### EXERCISE OBJECTIVE
Provide the data again exactly, including every line that follows.

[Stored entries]
+++++

use axum::{
    extract::{Path, Query, State},
    http::header,
    response::IntoResponse,
    Json,
};
use chrono::{NaiveDate, NaiveTime};
use serde_json::json;
use std::collections::HashMap;
use std::sync::Arc;
use tracing::info;

use crate::api::dtos::requests::{CancelAppointmentRequest, CreateAppointmentRequest};
use crate::domain::models::customer::normalize_phone;
use crate::domain::services::booking::{BookingOutcome, CreateAppointmentParams, RecurrenceRule};
use crate::domain::services::calendar::generate_ics;
use crate::error::AppError;
use crate::state::AppState;

pub async fn create_appointment(
    State(state): State<Arc<AppState>>,
    Path(venue_id): Path<String>,
    Json(payload): Json<CreateAppointmentRequest>,
) -> Result<impl IntoResponse, AppError> {
    let date = NaiveDate::parse_from_str(&payload.date, "%Y-%m-%d")
        .map_err(|_| AppError::Validation("Invalid date format".into()))?;
    let start = NaiveTime::parse_from_str(&payload.start_time, "%H:%M")
        .map_err(|_| AppError::Validation("Invalid time format (HH:MM)".into()))?;

    let recurrence = match payload.recurrence {
        Some(req) => {
            let end_date = match req.end_date {
                Some(ref s) => Some(
                    NaiveDate::parse_from_str(s, "%Y-%m-%d")
                        .map_err(|_| AppError::Validation("Invalid recurrence end date".into()))?,
                ),
                None => None,
            };
            Some(RecurrenceRule {
                kind: req.recurrence_type,
                count: req.count,
                end_date,
            })
        }
        None => None,
    };

    info!("create_appointment: venue {} date {} time {}", venue_id, payload.date, payload.start_time);

    let outcome = state
        .booking_service
        .create(CreateAppointmentParams {
            venue_id,
            professional_id: payload.professional_id,
            customer_name: payload.customer_name,
            customer_phone: payload.phone,
            date,
            start,
            service_ids: payload.service_ids,
            recurrence,
        })
        .await?;

    match outcome {
        BookingOutcome::Single(appointment) => Ok(Json(appointment).into_response()),
        BookingOutcome::Series(appointments) => {
            Ok(Json(json!({ "appointments": appointments })).into_response())
        }
    }
}

pub async fn cancel_appointment(
    State(state): State<Arc<AppState>>,
    Path((venue_id, appointment_id)): Path<(String, String)>,
    Json(payload): Json<CancelAppointmentRequest>,
) -> Result<impl IntoResponse, AppError> {
    if payload.phone.trim().is_empty() {
        return Err(AppError::Validation("Phone is required to cancel".into()));
    }

    state
        .booking_service
        .cancel(&venue_id, &appointment_id, &payload.phone, payload.cancel_future)
        .await?;

    Ok(Json(json!({ "status": "cancelled" })))
}

pub async fn list_my_appointments(
    State(state): State<Arc<AppState>>,
    Path(venue_id): Path<String>,
    Query(params): Query<HashMap<String, String>>,
) -> Result<impl IntoResponse, AppError> {
    let phone = params.get("phone").ok_or(AppError::Validation("phone required".into()))?;
    let clean_phone = normalize_phone(phone);
    if clean_phone.is_empty() {
        return Err(AppError::Validation("phone required".into()));
    }

    let appointments = state
        .appointment_repo
        .list_by_phone(&venue_id, &clean_phone)
        .await?;
    Ok(Json(appointments))
}

pub async fn download_ics(
    State(state): State<Arc<AppState>>,
    Path((venue_id, appointment_id)): Path<(String, String)>,
) -> Result<impl IntoResponse, AppError> {
    let appointment = state
        .appointment_repo
        .find_by_id(&venue_id, &appointment_id)
        .await?
        .ok_or(AppError::NotFound("Appointment not found".into()))?;

    let venue = state
        .venue_repo
        .find_by_id(&venue_id)
        .await?
        .ok_or(AppError::NotFound("Venue not found".into()))?;

    let ics = generate_ics(&venue, &appointment);

    Ok((
        [
            (header::CONTENT_TYPE, "text/calendar".to_string()),
            (
                header::CONTENT_DISPOSITION,
                format!("attachment; filename=appointment-{}.ics", appointment_id),
            ),
        ],
        ics,
    ))
}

+++++

### PROBLEM SOLUTION
use axum::{
    extract::{Path, Query, State},
    http::header,
    response::IntoResponse,
    Json,
};
use chrono::{NaiveDate, NaiveTime};
use serde_json::json;
use std::collections::HashMap;
use std::sync::Arc;
use tracing::info;

use crate::api::dtos::requests::{CancelAppointmentRequest, CreateAppointmentRequest};
use crate::domain::models::customer::normalize_phone;
use crate::domain::services::booking::{BookingOutcome, CreateAppointmentParams, RecurrenceRule};
use crate::domain::services::calendar::generate_ics;
use crate::error::AppError;
use crate::state::AppState;

pub async fn create_appointment(
    State(state): State<Arc<AppState>>,
    Path(venue_id): Path<String>,
    Json(payload): Json<CreateAppointmentRequest>,
) -> Result<impl IntoResponse, AppError> {
    let date = NaiveDate::parse_from_str(&payload.date, "%Y-%m-%d")
        .map_err(|_| AppError::Validation("Invalid date format".into()))?;
    let start = NaiveTime::parse_from_str(&payload.start_time, "%H:%M")
        .map_err(|_| AppError::Validation("Invalid time format (HH:MM)".into()))?;

    let recurrence = match payload.recurrence {
        Some(req) => {
            let end_date = match req.end_date {
                Some(ref s) => Some(
                    NaiveDate::parse_from_str(s, "%Y-%m-%d")
                        .map_err(|_| AppError::Validation("Invalid recurrence end date".into()))?,
                ),
                None => None,
            };
            Some(RecurrenceRule {
                kind: req.recurrence_type,
                count: req.count,
                end_date,
            })
        }
        None => None,
    };

    info!("create_appointment: venue {} date {} time {}", venue_id, payload.date, payload.start_time);

    let outcome = state
        .booking_service
        .create(CreateAppointmentParams {
            venue_id,
            professional_id: payload.professional_id,
            customer_name: payload.customer_name,
            customer_phone: payload.phone,
            date,
            start,
            service_ids: payload.service_ids,
            recurrence,
        })
        .await?;

    match outcome {
        BookingOutcome::Single(appointment) => Ok(Json(appointment).into_response()),
        BookingOutcome::Series(appointments) => {
            Ok(Json(json!({ "appointments": appointments })).into_response())
        }
    }
}

pub async fn cancel_appointment(
    State(state): State<Arc<AppState>>,
    Path((venue_id, appointment_id)): Path<(String, String)>,
    Json(payload): Json<CancelAppointmentRequest>,
) -> Result<impl IntoResponse, AppError> {
    if payload.phone.trim().is_empty() {
        return Err(AppError::Validation("Phone is required to cancel".into()));
    }

    state
        .booking_service
        .cancel(&venue_id, &appointment_id, &payload.phone, payload.cancel_future)
        .await?;

    Ok(Json(json!({ "status": "cancelled" })))
}

pub async fn list_my_appointments(
    State(state): State<Arc<AppState>>,
    Path(venue_id): Path<String>,
    Query(params): Query<HashMap<String, String>>,
) -> Result<impl IntoResponse, AppError> {
    let phone = params.get("phone").ok_or(AppError::Validation("phone required".into()))?;
    let clean_phone = normalize_phone(phone);
    if clean_phone.is_empty() {
        return Err(AppError::Validation("phone required".into()));
    }

    let appointments = state
        .appointment_repo
        .list_by_phone(&venue_id, &clean_phone)
        .await?;
    Ok(Json(appointments))
}

pub async fn download_ics(
    State(state): State<Arc<AppState>>,
    Path((venue_id, appointment_id)): Path<(String, String)>,
) -> Result<impl IntoResponse, AppError> {
    let appointment = state
        .appointment_repo
        .find_by_id(&venue_id, &appointment_id)
        .await?
        .ok_or(AppError::NotFound("Appointment not found".into()))?;

    let venue = state
        .venue_repo
        .find_by_id(&venue_id)
        .await?
        .ok_or(AppError::NotFound("Venue not found".into()))?;

    let ics = generate_ics(&venue, &appointment);

    Ok((
        [
            (header::CONTENT_TYPE, "text/calendar".to_string()),
            (
                header::CONTENT_DISPOSITION,
                format!("attachment; filename=appointment-{}.ics", appointment_id),
            ),
        ],
        ics,
    ))
}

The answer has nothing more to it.